Your answer should be one number: the count of lines in the data below that include "each".
------
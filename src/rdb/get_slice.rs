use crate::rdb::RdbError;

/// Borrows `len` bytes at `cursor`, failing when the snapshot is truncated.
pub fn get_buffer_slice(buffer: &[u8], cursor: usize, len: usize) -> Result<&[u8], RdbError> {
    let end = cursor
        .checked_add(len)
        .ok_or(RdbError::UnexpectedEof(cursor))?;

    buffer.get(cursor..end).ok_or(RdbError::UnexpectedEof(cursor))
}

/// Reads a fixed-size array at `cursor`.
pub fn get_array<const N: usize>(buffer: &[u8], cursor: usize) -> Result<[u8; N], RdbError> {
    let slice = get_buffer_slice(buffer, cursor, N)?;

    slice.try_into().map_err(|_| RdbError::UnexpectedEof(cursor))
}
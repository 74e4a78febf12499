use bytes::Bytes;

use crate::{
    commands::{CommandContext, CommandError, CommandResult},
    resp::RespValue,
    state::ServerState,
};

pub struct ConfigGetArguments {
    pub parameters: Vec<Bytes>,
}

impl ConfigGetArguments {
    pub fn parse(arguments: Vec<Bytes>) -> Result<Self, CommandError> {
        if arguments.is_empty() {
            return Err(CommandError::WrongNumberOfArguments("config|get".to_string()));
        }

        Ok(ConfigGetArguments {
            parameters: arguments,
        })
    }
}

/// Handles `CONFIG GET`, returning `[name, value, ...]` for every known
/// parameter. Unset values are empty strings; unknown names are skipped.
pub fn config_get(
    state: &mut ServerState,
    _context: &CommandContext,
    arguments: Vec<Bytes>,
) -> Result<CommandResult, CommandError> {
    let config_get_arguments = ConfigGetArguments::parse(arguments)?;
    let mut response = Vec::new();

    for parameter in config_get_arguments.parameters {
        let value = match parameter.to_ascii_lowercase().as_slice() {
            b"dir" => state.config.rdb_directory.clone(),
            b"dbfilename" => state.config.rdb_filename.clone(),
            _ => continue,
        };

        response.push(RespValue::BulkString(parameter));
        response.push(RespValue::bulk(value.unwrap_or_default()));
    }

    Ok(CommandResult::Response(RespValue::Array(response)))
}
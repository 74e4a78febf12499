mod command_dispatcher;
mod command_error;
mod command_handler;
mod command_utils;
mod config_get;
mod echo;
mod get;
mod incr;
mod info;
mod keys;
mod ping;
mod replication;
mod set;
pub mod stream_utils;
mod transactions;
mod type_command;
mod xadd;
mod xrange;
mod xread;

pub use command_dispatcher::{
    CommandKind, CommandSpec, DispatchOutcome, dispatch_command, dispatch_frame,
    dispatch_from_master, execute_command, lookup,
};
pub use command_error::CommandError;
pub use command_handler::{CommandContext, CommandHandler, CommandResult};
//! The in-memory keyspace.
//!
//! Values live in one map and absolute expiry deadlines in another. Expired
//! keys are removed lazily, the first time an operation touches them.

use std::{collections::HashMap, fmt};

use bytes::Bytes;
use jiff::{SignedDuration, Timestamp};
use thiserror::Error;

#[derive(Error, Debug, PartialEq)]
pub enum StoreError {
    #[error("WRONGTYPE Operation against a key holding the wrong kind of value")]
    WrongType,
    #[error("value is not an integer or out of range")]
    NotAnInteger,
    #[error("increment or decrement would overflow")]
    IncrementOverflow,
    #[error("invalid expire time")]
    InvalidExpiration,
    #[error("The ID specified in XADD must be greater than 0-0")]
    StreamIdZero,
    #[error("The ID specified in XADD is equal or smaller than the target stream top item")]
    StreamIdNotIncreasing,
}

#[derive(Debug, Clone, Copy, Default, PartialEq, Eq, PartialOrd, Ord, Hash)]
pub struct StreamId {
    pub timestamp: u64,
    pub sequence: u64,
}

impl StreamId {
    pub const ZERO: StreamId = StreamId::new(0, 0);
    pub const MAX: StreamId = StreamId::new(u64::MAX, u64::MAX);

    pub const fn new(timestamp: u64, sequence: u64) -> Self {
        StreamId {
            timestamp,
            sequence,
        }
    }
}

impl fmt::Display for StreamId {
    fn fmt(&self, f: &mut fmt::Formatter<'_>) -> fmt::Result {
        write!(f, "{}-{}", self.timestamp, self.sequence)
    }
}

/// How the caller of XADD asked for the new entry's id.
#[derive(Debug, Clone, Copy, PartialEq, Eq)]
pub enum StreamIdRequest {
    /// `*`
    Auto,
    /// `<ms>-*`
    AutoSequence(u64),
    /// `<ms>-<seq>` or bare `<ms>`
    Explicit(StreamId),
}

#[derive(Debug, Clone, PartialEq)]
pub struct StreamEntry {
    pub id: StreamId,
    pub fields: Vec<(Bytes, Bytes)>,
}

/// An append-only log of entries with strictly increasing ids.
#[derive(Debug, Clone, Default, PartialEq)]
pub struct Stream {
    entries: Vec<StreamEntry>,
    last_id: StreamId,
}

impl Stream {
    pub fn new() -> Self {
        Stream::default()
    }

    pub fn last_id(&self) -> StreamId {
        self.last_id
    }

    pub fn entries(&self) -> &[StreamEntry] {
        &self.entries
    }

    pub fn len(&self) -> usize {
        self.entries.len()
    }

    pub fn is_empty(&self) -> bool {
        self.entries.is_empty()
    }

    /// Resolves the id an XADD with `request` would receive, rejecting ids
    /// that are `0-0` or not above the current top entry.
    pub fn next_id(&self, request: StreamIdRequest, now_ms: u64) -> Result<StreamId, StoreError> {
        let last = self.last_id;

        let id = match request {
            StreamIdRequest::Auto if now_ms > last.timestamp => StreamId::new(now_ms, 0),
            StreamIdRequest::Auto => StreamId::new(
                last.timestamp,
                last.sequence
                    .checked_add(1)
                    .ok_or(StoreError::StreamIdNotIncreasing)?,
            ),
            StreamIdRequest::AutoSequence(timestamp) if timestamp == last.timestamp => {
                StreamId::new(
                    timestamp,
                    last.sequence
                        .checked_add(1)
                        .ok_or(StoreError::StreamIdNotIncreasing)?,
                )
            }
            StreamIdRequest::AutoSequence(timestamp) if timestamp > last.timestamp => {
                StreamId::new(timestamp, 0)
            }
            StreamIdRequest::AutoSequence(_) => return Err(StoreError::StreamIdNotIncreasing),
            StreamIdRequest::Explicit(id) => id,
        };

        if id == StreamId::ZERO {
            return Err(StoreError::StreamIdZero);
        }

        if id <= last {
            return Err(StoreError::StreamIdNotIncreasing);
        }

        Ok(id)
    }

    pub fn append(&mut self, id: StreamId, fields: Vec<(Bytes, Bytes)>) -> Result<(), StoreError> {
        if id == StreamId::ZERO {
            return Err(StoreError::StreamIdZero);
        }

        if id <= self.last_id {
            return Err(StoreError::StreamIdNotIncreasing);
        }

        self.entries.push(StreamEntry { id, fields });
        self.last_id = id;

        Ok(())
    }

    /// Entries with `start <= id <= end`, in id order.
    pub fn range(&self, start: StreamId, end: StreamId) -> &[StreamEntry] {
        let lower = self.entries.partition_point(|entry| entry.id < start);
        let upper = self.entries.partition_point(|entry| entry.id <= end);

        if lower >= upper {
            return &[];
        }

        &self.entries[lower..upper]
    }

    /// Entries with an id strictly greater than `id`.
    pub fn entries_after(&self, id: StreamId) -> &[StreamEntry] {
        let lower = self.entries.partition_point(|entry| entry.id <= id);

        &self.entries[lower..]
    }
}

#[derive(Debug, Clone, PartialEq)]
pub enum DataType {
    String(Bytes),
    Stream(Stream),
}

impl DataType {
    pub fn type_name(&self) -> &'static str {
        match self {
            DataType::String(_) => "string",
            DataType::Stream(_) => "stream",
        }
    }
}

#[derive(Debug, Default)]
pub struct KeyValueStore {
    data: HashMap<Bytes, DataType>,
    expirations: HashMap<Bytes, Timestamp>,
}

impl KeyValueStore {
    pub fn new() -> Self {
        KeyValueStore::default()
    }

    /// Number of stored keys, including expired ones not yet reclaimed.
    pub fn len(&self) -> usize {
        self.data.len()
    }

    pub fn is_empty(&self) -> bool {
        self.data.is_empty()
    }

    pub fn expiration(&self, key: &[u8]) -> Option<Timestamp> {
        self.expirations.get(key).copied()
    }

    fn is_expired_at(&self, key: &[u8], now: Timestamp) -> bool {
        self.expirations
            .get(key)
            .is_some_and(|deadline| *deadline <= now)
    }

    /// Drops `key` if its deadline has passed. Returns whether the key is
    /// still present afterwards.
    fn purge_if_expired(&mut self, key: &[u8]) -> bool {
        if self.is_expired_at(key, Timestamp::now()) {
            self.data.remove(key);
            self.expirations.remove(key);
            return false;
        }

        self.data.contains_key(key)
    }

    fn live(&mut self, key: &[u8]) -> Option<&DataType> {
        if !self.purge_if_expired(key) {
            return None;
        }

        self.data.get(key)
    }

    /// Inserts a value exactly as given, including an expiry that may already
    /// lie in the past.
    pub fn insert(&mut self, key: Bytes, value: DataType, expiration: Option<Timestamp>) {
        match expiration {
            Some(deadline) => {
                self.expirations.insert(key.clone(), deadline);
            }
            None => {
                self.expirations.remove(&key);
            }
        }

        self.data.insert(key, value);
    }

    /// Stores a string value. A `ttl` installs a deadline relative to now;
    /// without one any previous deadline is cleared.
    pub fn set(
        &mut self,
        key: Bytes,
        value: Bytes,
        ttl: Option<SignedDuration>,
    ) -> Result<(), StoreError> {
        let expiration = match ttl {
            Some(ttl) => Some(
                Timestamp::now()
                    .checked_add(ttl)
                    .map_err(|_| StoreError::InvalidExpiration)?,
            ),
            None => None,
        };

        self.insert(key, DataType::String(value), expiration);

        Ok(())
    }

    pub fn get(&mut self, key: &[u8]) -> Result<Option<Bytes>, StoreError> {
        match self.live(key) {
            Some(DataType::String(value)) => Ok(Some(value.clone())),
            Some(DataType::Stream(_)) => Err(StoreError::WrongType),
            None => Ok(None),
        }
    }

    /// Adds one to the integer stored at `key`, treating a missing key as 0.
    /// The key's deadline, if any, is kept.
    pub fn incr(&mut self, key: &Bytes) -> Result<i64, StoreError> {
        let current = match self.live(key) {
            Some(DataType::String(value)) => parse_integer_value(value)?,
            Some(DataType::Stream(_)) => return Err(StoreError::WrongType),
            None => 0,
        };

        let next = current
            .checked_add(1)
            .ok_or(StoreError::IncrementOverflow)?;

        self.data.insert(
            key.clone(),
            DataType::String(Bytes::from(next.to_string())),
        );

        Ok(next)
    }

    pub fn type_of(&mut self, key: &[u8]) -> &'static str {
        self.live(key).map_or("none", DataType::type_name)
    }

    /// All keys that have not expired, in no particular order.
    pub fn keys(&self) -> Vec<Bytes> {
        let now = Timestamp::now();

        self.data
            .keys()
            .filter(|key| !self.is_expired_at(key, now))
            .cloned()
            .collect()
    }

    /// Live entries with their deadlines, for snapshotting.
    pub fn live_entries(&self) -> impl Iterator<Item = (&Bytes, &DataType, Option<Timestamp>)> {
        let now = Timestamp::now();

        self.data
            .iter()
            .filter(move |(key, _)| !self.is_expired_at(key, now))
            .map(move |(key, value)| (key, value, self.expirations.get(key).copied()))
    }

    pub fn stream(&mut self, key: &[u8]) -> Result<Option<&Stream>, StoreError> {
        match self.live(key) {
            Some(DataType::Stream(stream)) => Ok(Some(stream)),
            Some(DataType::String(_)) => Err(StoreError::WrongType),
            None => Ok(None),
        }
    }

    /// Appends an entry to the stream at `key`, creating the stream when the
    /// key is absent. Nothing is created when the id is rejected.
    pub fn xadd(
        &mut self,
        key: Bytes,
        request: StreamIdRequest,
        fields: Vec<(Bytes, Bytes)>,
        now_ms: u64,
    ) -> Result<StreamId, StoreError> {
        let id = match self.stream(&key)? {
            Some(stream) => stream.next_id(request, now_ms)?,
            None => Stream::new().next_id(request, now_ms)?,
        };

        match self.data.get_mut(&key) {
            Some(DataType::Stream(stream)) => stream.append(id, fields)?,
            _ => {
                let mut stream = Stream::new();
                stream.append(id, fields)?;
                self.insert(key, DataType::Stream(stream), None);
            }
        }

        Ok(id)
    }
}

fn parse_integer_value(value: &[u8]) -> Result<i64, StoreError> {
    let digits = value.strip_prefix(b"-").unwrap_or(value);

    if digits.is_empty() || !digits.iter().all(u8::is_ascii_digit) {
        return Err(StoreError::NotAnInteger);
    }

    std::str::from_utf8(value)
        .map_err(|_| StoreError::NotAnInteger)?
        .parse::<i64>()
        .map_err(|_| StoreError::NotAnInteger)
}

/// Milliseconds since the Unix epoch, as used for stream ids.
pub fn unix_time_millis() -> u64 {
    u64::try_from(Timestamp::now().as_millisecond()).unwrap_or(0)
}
------
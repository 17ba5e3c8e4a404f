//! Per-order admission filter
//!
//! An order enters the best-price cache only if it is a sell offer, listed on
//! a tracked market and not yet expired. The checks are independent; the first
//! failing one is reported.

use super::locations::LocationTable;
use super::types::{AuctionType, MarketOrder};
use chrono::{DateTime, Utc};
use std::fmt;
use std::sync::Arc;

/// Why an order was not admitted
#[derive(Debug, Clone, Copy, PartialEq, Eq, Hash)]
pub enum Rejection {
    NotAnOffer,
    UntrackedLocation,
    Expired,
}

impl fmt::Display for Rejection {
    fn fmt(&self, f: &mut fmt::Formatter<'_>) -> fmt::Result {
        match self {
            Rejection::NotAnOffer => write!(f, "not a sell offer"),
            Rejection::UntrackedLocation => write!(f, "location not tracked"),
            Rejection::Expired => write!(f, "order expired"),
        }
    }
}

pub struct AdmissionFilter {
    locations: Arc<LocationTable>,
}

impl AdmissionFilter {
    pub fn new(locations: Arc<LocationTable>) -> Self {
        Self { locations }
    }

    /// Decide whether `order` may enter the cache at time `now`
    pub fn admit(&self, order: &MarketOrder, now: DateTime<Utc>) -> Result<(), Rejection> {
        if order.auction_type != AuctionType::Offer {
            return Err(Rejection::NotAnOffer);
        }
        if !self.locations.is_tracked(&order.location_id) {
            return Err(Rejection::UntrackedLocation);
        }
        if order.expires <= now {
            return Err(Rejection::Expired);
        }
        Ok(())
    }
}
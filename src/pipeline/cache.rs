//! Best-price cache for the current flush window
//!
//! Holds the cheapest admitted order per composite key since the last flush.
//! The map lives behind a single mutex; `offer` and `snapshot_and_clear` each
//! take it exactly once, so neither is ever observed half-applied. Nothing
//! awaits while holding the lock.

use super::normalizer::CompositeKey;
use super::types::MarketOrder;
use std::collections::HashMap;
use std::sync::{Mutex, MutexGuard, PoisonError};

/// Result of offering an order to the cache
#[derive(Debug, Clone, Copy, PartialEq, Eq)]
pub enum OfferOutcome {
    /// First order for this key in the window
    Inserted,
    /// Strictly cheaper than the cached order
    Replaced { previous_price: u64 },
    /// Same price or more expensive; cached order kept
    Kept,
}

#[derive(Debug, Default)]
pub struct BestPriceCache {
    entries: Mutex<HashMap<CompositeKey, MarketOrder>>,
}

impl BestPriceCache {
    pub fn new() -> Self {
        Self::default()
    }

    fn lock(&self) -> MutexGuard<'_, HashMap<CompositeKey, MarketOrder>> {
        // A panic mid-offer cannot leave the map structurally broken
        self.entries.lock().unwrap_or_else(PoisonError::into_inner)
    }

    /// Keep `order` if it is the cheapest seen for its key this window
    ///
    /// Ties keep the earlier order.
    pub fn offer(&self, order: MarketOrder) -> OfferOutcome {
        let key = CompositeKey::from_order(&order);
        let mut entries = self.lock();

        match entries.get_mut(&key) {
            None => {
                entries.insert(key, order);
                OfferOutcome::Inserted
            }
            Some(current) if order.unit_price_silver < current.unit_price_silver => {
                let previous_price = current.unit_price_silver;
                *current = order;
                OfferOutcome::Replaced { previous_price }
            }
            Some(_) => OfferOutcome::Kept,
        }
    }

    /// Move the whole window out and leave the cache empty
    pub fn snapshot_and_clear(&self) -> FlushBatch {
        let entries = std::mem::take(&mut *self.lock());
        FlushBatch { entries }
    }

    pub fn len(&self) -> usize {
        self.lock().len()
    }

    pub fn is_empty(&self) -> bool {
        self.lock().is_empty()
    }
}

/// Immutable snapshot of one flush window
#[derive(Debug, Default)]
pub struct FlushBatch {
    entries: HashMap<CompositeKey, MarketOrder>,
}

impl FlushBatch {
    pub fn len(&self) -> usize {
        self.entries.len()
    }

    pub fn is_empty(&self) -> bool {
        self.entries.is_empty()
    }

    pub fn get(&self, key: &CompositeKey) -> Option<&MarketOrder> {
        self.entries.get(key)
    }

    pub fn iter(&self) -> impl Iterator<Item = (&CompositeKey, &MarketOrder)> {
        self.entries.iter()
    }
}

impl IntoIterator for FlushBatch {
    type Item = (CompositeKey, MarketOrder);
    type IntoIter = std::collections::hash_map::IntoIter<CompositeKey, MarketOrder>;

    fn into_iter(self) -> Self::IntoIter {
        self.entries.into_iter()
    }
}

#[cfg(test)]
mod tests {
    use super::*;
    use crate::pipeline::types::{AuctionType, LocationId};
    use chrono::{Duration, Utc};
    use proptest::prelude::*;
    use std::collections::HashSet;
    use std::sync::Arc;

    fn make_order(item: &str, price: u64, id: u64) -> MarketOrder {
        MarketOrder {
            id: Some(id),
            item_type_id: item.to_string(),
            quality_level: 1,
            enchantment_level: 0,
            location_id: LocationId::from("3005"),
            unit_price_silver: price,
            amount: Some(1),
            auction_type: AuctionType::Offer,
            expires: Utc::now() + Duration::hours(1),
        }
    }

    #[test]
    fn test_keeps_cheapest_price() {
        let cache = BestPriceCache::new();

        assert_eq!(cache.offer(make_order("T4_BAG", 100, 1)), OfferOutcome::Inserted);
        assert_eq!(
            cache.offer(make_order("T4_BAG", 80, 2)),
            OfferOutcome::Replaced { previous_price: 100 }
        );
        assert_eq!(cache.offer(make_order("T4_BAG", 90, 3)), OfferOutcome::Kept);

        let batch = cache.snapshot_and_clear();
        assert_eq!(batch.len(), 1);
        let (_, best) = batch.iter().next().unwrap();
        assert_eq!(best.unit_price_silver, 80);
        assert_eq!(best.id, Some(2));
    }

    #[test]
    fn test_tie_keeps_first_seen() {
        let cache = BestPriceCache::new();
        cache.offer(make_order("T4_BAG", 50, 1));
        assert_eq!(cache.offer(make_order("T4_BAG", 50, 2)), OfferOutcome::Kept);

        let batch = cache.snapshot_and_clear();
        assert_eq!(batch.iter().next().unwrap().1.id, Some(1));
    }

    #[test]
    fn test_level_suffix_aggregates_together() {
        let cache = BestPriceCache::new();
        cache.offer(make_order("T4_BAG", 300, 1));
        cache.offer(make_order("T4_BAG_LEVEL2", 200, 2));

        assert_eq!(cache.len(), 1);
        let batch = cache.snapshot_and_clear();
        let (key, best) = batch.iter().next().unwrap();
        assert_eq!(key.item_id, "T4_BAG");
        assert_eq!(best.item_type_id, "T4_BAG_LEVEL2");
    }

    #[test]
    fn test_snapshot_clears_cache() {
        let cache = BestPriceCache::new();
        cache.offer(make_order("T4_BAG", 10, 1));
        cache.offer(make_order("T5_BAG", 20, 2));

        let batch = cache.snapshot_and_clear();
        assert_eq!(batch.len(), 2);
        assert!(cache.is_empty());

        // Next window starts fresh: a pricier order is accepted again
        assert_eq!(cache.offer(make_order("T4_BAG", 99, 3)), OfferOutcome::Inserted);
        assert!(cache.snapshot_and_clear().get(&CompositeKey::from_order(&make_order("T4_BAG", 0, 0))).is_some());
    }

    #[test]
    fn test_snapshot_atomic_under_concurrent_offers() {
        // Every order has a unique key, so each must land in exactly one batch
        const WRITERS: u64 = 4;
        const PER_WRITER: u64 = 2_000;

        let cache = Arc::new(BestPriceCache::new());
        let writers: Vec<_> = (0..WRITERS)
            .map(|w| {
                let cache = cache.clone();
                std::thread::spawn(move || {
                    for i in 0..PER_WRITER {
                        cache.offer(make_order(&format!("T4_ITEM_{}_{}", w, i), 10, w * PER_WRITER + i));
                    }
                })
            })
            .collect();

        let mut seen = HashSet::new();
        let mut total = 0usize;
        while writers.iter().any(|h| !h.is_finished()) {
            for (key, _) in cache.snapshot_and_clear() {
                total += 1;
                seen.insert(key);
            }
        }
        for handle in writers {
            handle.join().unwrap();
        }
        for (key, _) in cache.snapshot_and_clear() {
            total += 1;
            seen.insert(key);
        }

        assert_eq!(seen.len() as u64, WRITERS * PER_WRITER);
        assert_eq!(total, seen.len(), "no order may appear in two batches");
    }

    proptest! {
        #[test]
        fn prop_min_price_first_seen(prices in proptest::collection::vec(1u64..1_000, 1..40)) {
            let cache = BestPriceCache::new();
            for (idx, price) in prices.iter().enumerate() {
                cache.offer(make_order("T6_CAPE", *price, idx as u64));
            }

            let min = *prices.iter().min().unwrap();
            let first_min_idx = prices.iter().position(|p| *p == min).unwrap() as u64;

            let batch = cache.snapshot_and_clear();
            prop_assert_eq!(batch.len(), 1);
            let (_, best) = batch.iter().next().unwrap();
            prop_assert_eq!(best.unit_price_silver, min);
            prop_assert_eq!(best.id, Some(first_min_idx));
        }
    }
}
------
▶ [SOLUTION TO THE EXERCISE]
2